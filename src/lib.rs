//! Document indexing and retrieval.
//!
//! Build once with [`IndexBuilder`], query later (possibly from another
//! process) with [`QueryService`]. The only thing shared between the two is
//! the index file.

pub mod ann;
pub mod builder;
pub mod chunker;
pub mod config;
pub mod embedder;
pub mod error;
pub mod index;
pub mod loader;
pub mod persistence;
pub mod search;
pub mod vector_entry;
pub mod vector_ops;

pub use builder::{BuildReport, IndexBuilder};
pub use chunker::TextChunker;
pub use config::{SearchMethod, Settings};
pub use embedder::{Embedder, EmbedderConfig, EmbedderFingerprint, HashingEmbedder};
pub use error::{Error, Result};
pub use index::{Metric, SearchHit, VectorIndex};
pub use loader::{AutoLoader, DocumentLoader, DocumentUnit, PdfLoader, TextLoader};
pub use search::QueryService;
pub use vector_entry::{Chunk, EmbeddingVector, IndexEntry};
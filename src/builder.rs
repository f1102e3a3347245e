use serde::Serialize;
use std::path::Path;
use std::time::Instant;

use crate::chunker::TextChunker;
use crate::embedder::Embedder;
use crate::error::Result;
use crate::index::VectorIndex;
use crate::loader::{AutoLoader, DocumentLoader};
use crate::vector_entry::IndexEntry;

#[derive(Debug, Clone, PartialEq, Eq, Serialize)]
pub struct BuildReport {
    pub units: usize,
    pub chunks: usize,
    pub dimensions: usize,
}

/// Runs load, split, embed, build and save in order. Nothing is written to
/// `index_path` unless every earlier stage succeeded.
pub struct IndexBuilder<'a> {
    embedder: &'a dyn Embedder,
    loader: Box<dyn DocumentLoader + 'a>,
}

impl<'a> IndexBuilder<'a> {
    pub fn new(embedder: &'a dyn Embedder) -> Self {
        Self {
            embedder,
            loader: Box::new(AutoLoader),
        }
    }

    pub fn with_loader(mut self, loader: impl DocumentLoader + 'a) -> Self {
        self.loader = Box::new(loader);
        self
    }

    pub fn build_index(
        &self,
        document_path: &Path,
        index_path: &Path,
        chunk_size: usize,
        overlap: usize,
    ) -> Result<BuildReport> {
        let chunker = TextChunker::new(chunk_size, overlap)?;
        let start = Instant::now();

        let units = self.loader.load(document_path)?;
        log::info!("Loaded {} document unit(s) from '{}'", units.len(), document_path.display());

        let chunks = chunker.split(&units);
        log::info!(
            "Split into {} chunks (chunk_size={}, overlap={})",
            chunks.len(),
            chunk_size,
            overlap
        );

        let embed_start = Instant::now();
        let texts: Vec<String> = chunks.iter().map(|c| c.text.clone()).collect();
        let vectors = self.embedder.embed_many(&texts)?;
        log::debug!("Embedded {} chunks in {:?}", texts.len(), embed_start.elapsed());

        let entries: Vec<IndexEntry> = vectors
            .into_iter()
            .zip(chunks)
            .map(|(vector, chunk)| IndexEntry::new(vector, chunk))
            .collect();
        let fingerprint = self.embedder.fingerprint();
        let index = VectorIndex::build(entries)?.with_embedder(&fingerprint)?;

        index.save(index_path)?;
        log::debug!("Index build finished in {:?}", start.elapsed());

        Ok(BuildReport {
            units: units.len(),
            chunks: index.len(),
            dimensions: index.dimensions(),
        })
    }
}
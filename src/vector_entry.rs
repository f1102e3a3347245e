use crate::config::Number;
use serde::{Deserialize, Serialize};
use std::collections::BTreeMap;

pub type Metadata = BTreeMap<String, String>;

pub type EmbeddingVector = Vec<Number>;

/// A bounded span of text cut from one document unit.
#[derive(Debug, Deserialize, Serialize, Clone, PartialEq)]
pub struct Chunk {
    pub text: String,
    /// Inherited from the owning unit (`source`, `page`, ...).
    pub metadata: Metadata,
    /// Position of this chunk within its unit.
    pub sequence_index: usize,
}

#[derive(Debug, Clone, PartialEq)]
pub struct IndexEntry {
    pub vector: EmbeddingVector,
    pub chunk: Chunk,
}

impl IndexEntry {
    pub fn new(vector: EmbeddingVector, chunk: Chunk) -> Self {
        Self { vector, chunk }
    }
}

PROBLEM DETAILS -> Return every record exactly as it was given.

SOLUTION FOR THIS PROBLEM ->
filename src/lib.rs
//! Document indexing and retrieval.
//!
//! Build once with [`IndexBuilder`], query later (possibly from another
//! process) with [`QueryService`]. The only thing shared between the two is
//! the index file.

pub mod ann;
pub mod builder;
pub mod chunker;
pub mod config;
pub mod embedder;
pub mod error;
pub mod index;
pub mod loader;
pub mod persistence;
pub mod search;
pub mod vector_entry;
pub mod vector_ops;

pub use builder::{BuildReport, IndexBuilder};
pub use chunker::TextChunker;
pub use config::{SearchMethod, Settings};
pub use embedder::{Embedder, EmbedderConfig, EmbedderFingerprint, HashingEmbedder};
pub use error::{Error, Result};
pub use index::{Metric, SearchHit, VectorIndex};
pub use loader::{AutoLoader, DocumentLoader, DocumentUnit, PdfLoader, TextLoader};
pub use search::QueryService;
pub use vector_entry::{Chunk, EmbeddingVector, IndexEntry};
filename src/builder.rs
repository f1102e3a3347245e
use serde::Serialize;
use std::path::Path;
use std::time::Instant;

use crate::chunker::TextChunker;
use crate::embedder::Embedder;
use crate::error::Result;
use crate::index::VectorIndex;
use crate::loader::{AutoLoader, DocumentLoader};
use crate::vector_entry::IndexEntry;

#[derive(Debug, Clone, PartialEq, Eq, Serialize)]
pub struct BuildReport {
    pub units: usize,
    pub chunks: usize,
    pub dimensions: usize,
}

/// Runs load, split, embed, build and save in order. Nothing is written to
/// `index_path` unless every earlier stage succeeded.
pub struct IndexBuilder<'a> {
    embedder: &'a dyn Embedder,
    loader: Box<dyn DocumentLoader + 'a>,
}

impl<'a> IndexBuilder<'a> {
    pub fn new(embedder: &'a dyn Embedder) -> Self {
        Self {
            embedder,
            loader: Box::new(AutoLoader),
        }
    }

    pub fn with_loader(mut self, loader: impl DocumentLoader + 'a) -> Self {
        self.loader = Box::new(loader);
        self
    }

    pub fn build_index(
        &self,
        document_path: &Path,
        index_path: &Path,
        chunk_size: usize,
        overlap: usize,
    ) -> Result<BuildReport> {
        let chunker = TextChunker::new(chunk_size, overlap)?;
        let start = Instant::now();

        let units = self.loader.load(document_path)?;
        log::info!("Loaded {} document unit(s) from '{}'", units.len(), document_path.display());

        let chunks = chunker.split(&units);
        log::info!(
            "Split into {} chunks (chunk_size={}, overlap={})",
            chunks.len(),
            chunk_size,
            overlap
        );

        let embed_start = Instant::now();
        let texts: Vec<String> = chunks.iter().map(|c| c.text.clone()).collect();
        let vectors = self.embedder.embed_many(&texts)?;
        log::debug!("Embedded {} chunks in {:?}", texts.len(), embed_start.elapsed());

        let entries: Vec<IndexEntry> = vectors
            .into_iter()
            .zip(chunks)
            .map(|(vector, chunk)| IndexEntry::new(vector, chunk))
            .collect();
        let fingerprint = self.embedder.fingerprint();
        let index = VectorIndex::build(entries)?.with_embedder(&fingerprint)?;

        index.save(index_path)?;
        log::debug!("Index build finished in {:?}", start.elapsed());

        Ok(BuildReport {
            units: units.len(),
            chunks: index.len(),
            dimensions: index.dimensions(),
        })
    }
}
filename src/vector_entry.rs
repository f1102e3a3347245e
use crate::config::Number;
use serde::{Deserialize, Serialize};
use std::collections::BTreeMap;

pub type Metadata = BTreeMap<String, String>;

pub type EmbeddingVector = Vec<Number>;

/// A bounded span of text cut from one document unit.
#[derive(Debug, Deserialize, Serialize, Clone, PartialEq)]
pub struct Chunk {
    pub text: String,
    /// Inherited from the owning unit (`source`, `page`, ...).
    pub metadata: Metadata,
    /// Position of this chunk within its unit.
    pub sequence_index: usize,
}

#[derive(Debug, Clone, PartialEq)]
pub struct IndexEntry {
    pub vector: EmbeddingVector,
    pub chunk: Chunk,
}

impl IndexEntry {
    pub fn new(vector: EmbeddingVector, chunk: Chunk) -> Self {
        Self { vector, chunk }
    }
}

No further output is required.